Accueil > Actualités > Actualité des langues > PORTRAIT : "Présenter mon pays, ma culture, est une mission"

PORTRAIT : "Présenter mon pays, ma culture, est une mission"

PORTRAIT :

Installé en France depuis plusieurs années, Gunbadrakh Ryenchinkhorol met un point d’honneur à faire découvrir son pays et sa culture, tout en se réinventant sans cesse. Portrait d’un Mongol aux multiples casquettes qui a choisi Toulouse pour lieu de résidence.

Aux yeux de nous autres Occidentaux, la Mongolie n’est rien d’autre qu’une contrée lointaine quelque part au Nord de la Chine et qui fut autrefois la terre d’un peuple guerrier et conquérant, celui de Gengis Khan dont le règne s’étendit bien au-delà des frontières mongoles. Une vision largement influencée par le cinéma hollywoodien qui n’hésite pas à confondre les Mongols avec les Huns d’Attila. Mais que savons-nous vraiment de ce pays, de ses traditions, et de son histoire ? Bien peu de choses en vérité, et c’est pourquoi Gunbadrakh Ryenchinkhorol et ses camarades de l’association Esprit Mongol multiplient les actions culturelles pour nous faire découvrir leur patrimoine. Comme le dit Gunbadrakh, « présenter mon pays, ma culture, notre savoir-faire, l’écriture, l’histoire, l’archéologie, etc., est une mission. » C’est pour ça qu’il s’est notamment lancé dans l’animation d’ateliers de calligraphie, un art auquel il s’est formé en Mongolie auprès d’un maître à l’École des Beaux-Arts locale et auquel il n’a pas cessé depuis de s’exercer. Lorsqu’on lui demande ce qui différencie la calligraphie mongole de la calligraphie chinoise, il rappelle que les systèmes scripturaux mongol et chinois diffèrent considérablement. « Nous utilisons un alphabet. En chinois, ils utilisent des idéogrammes.
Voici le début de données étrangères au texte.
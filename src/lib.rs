//! # Price-Time Priority Matching Engine
//!
//! A single-asset limit order matching engine. Incoming BUY/SELL limit
//! orders are crossed against a resting book under price-time priority:
//! better prices match first, and among equal prices the earliest-submitted
//! order matches first. Fills are recorded as paired trades, one per side
//! of each crossing event, always priced at the resting order's limit.
//!
//! ## Key properties
//!
//! - **Exact decimal arithmetic**: every price and amount is a
//!   `rust_decimal::Decimal`; comparisons, subtraction and minimums are
//!   exact, so partial fills never leave phantom residual amounts behind.
//!
//! - **Price-time priority**: each side of the book is a price-ordered map
//!   of FIFO queues. The bid side serves its highest price first, the ask
//!   side its lowest; within a level, strict insertion order is preserved.
//!
//! - **Consistent lookups**: a registry maps every order id ever submitted
//!   to its latest snapshot. Records are replaced wholesale inside the same
//!   critical section that mutates the book, so [`OrderBook::get_order`]
//!   can read concurrently with matching without seeing torn state.
//!
//! - **Cancellation**: resting orders can be excised by id. Cancel is
//!   idempotent and distinguishes an unknown id from an order that is
//!   already filled or canceled.
//!
//! The engine consumes fully-formed orders and returns plain result
//! records; transport, request validation and wire formats belong to the
//! caller. [`OrderIntake`] provides the thin service layer the engine
//! expects in front of it: monotonic id allocation, creation timestamps
//! and direction-tag parsing.
//!
//! ## Example
//!
//! ```
//! use matchbook_rs::{Order, OrderBook, OrderId, Side};
//! use rust_decimal::Decimal;
//!
//! let book = OrderBook::new("BTCUSD");
//!
//! let sell = Order::new(
//!     OrderId(1),
//!     "2021-12-08T13:34:44.498775Z",
//!     "BTCUSD",
//!     Side::Sell,
//!     Decimal::new(43_251, 0),
//!     Decimal::ONE,
//! );
//! book.submit(sell).unwrap();
//!
//! let buy = Order::new(
//!     OrderId(2),
//!     "2021-12-08T13:34:45.000000Z",
//!     "BTCUSD",
//!     Side::Buy,
//!     Decimal::new(43_251, 0),
//!     Decimal::ONE,
//! );
//! let result = book.submit(buy).unwrap();
//! assert!(result.order.is_filled());
//! assert_eq!(result.order.trades.len(), 1);
//! ```

pub mod orderbook;

pub mod intake;

mod utils;

pub use intake::{IdGenerator, OrderIntake, OrderRequest};
pub use orderbook::{
    BookSide, CancelOutcome, Order, OrderBook, OrderBookError, OrderBookSnapshot, OrderId,
    OrderRecord, OrderStatus, PriceLevelSnapshot, Side, Trade,
};
pub use utils::{current_time_millis, current_timestamp};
Ce n’est pas la même langue, ce n’est pas la même écriture. En calligraphie mongole, nous écrivons de haut en bas et de gauche à droite, et il y a plusieurs lettres. » Aucun risque donc a priori de confondre le mongol avec le chinois. De fait, il existe plusieurs systèmes d’écriture en Mongolie, le plus récent étant une version légèrement modifiée de l’alphabet cyrillique. Mais la calligraphie que Gunbadrakh pratique fait appel, elle, au mongol bitchig, ou écriture mongole traditionnelle, qui comporte trente-cinq lettres. Celle-ci date du Ve ou VIe siècle, et est devenue le système scriptural officiel dans toute la Mongolie à partir des XIIe-XIIIe siècles, à l’époque de Gengis Khan.

« Ce n’est pas par hasard. Il y a des liens. »

Pour Gunbadrakh, qui est archéologue de formation, s’approprier cette calligraphie ancienne et la mettre en avant, c’est aussi plonger dans le passé de la Mongolie car cela demande de faire certaines recherches. Il y voit donc un prolongement de son parcours d’archéologue. « Je suis spécialisé dans la période antique et j’ai travaillé plus particulièrement sur la tombe aristocratique. En Mongolie, la période antique correspond au premier Empire des steppes, celui des Khunnu, à l’origine du peuple mongol. » Le règne des Khunnu, plus connus en France sous leur dénomination chinoise Xiongnu, dura cinq siècles. De nombreuses inconnues demeurent concernant leur origine et certains pans de leur civilisation, d’autant que leur histoire nous est surtout connue à travers les écrits chinois, abondant en littérature épique relatant les affrontements entre Khunnu et généraux chinois. Pendant les années 1990 et 2000, les recherches archéologiques se sont plus particulièrement concentrées sur les sites d’Egiin Gol et de la nécropole aristocratique Gol Mod. Au cours de ses études, Gunbadrakh a ainsi participé à de nombreux chantiers de fouilles, et a notamment été stagiaire à la mission archéologique française. Ceci explique sa décision de venir s’installer en France pour poursuivre ses études et pour travailler. « J’ai continué à apprendre le français quelques mois à l’Alliance Française de Toulouse mais c’était un peu trop cher donc j’ai arrêté. Après j’ai travaillé dans plusieurs sociétés privées dans le domaine de l’archéologie, où ce que j’ai fait en Mongolie m’a beaucoup aidé. » Il a entre autres collaboré avec la société HADÈS, un bureau d’investigations archéologiques qui réalise des missions d’expertise, d’étude, de valorisation et de fouilles de sites et monuments, ainsi qu’avec Archeodunum, spécialisée dans l’archéologie préventive.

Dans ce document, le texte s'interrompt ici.